Required work:
What is needed here is an exact transcription of the entries that follow.

Material provided:
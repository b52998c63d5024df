mod app;
mod widgets;

use anyhow::Result;
use std::fs::{self, OpenOptions};

use hotel_core::{
    config::{self, AppConfig},
    HotelStore, LoadError,
};
use tracing::info;
use tracing_subscriber::{prelude::*, EnvFilter};

#[tokio::main]
async fn main() -> Result<()> {
    init_logging()?;

    config::ensure_default_config()?;
    let config = AppConfig::load()?;
    info!(data_file = %config.data_file.display(), "Starting hotel manager");

    let (store, load_error) = HotelStore::open(config.data_file.clone());
    let status = match load_error {
        None => format!(
            "Loaded {} clients, {} rooms, {} reservations",
            store.clients().len(),
            store.rooms().len(),
            store.reservations().len()
        ),
        Some(LoadError::FileMissing { .. }) => "No data file yet, starting empty".to_string(),
        Some(err) => format!("Could not load data, starting empty: {err}"),
    };

    let mut app = app::HotelApp::new(store, config, status);
    app.run().await
}

fn init_logging() -> Result<()> {
    let log_dir = std::env::current_dir()?.join("logs");
    fs::create_dir_all(&log_dir)?;
    let log_path = log_dir.join("hotel.log");

    let env_filter = EnvFilter::try_from_default_env().unwrap_or_else(|_| EnvFilter::new("info"));

    // stdout belongs to the terminal UI, so only the file layer is installed.
    let file_layer = tracing_subscriber::fmt::layer()
        .with_target(true)
        .with_ansi(false)
        .compact()
        .with_writer(move || {
            OpenOptions::new()
                .create(true)
                .append(true)
                .open(&log_path)
                .expect("failed to open log file")
        });

    tracing_subscriber::registry()
        .with(env_filter)
        .with(file_layer)
        .init();

    Ok(())
}
#![warn(clippy::all, missing_docs)]

//! Core domain logic for the hotel manager.
//!
//! This crate hosts the client/room/reservation records, the store that owns
//! and persists them, the input checks applied before mutations, the report
//! calculations, and configuration handling used by the terminal UI.

pub mod config;
pub mod forms;
pub mod models;
pub mod reports;
pub mod store;

pub use config::AppConfig;
pub use forms::{ClientForm, FormError, ReservationForm, ReservationRequest, RoomForm};
pub use models::{Client, Reservation, Room};
pub use reports::{Occupancy, ReportKind};
pub use store::{HotelStore, LoadError, StoreError};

Answer below:
repository b52998c63d5024df
mod app;
mod widgets;

use anyhow::Result;
use std::fs::{self, OpenOptions};

use hotel_core::{
    config::{self, AppConfig},
    HotelStore, LoadError,
};
use tracing::info;
use tracing_subscriber::{prelude::*, EnvFilter};

#[tokio::main]
async fn main() -> Result<()> {
    init_logging()?;

    config::ensure_default_config()?;
    let config = AppConfig::load()?;
    info!(data_file = %config.data_file.display(), "Starting hotel manager");

    let (store, load_error) = HotelStore::open(config.data_file.clone());
    let status = match load_error {
        None => format!(
            "Loaded {} clients, {} rooms, {} reservations",
            store.clients().len(),
            store.rooms().len(),
            store.reservations().len()
        ),
        Some(LoadError::FileMissing { .. }) => "No data file yet, starting empty".to_string(),
        Some(err) => format!("Could not load data, starting empty: {err}"),
    };

    let mut app = app::HotelApp::new(store, config, status);
    app.run().await
}

fn init_logging() -> Result<()> {
    let log_dir = std::env::current_dir()?.join("logs");
    fs::create_dir_all(&log_dir)?;
    let log_path = log_dir.join("hotel.log");

    let env_filter = EnvFilter::try_from_default_env().unwrap_or_else(|_| EnvFilter::new("info"));

    // stdout belongs to the terminal UI, so only the file layer is installed.
    let file_layer = tracing_subscriber::fmt::layer()
        .with_target(true)
        .with_ansi(false)
        .compact()
        .with_writer(move || {
            OpenOptions::new()
                .create(true)
                .append(true)
                .open(&log_path)
                .expect("failed to open log file")
        });

    tracing_subscriber::registry()
        .with(env_filter)
        .with(file_layer)
        .init();

    Ok(())
}
#![warn(clippy::all, missing_docs)]

//! Core domain logic for the hotel manager.
//!
//! This crate hosts the client/room/reservation records, the store that owns
//! and persists them, the input checks applied before mutations, the report
//! calculations, and configuration handling used by the terminal UI.

pub mod config;
pub mod forms;
pub mod models;
pub mod reports;
pub mod store;

pub use config::AppConfig;
pub use forms::{ClientForm, FormError, ReservationForm, ReservationRequest, RoomForm};
pub use models::{Client, Reservation, Room};
pub use reports::{Occupancy, ReportKind};
pub use store::{HotelStore, LoadError, StoreError};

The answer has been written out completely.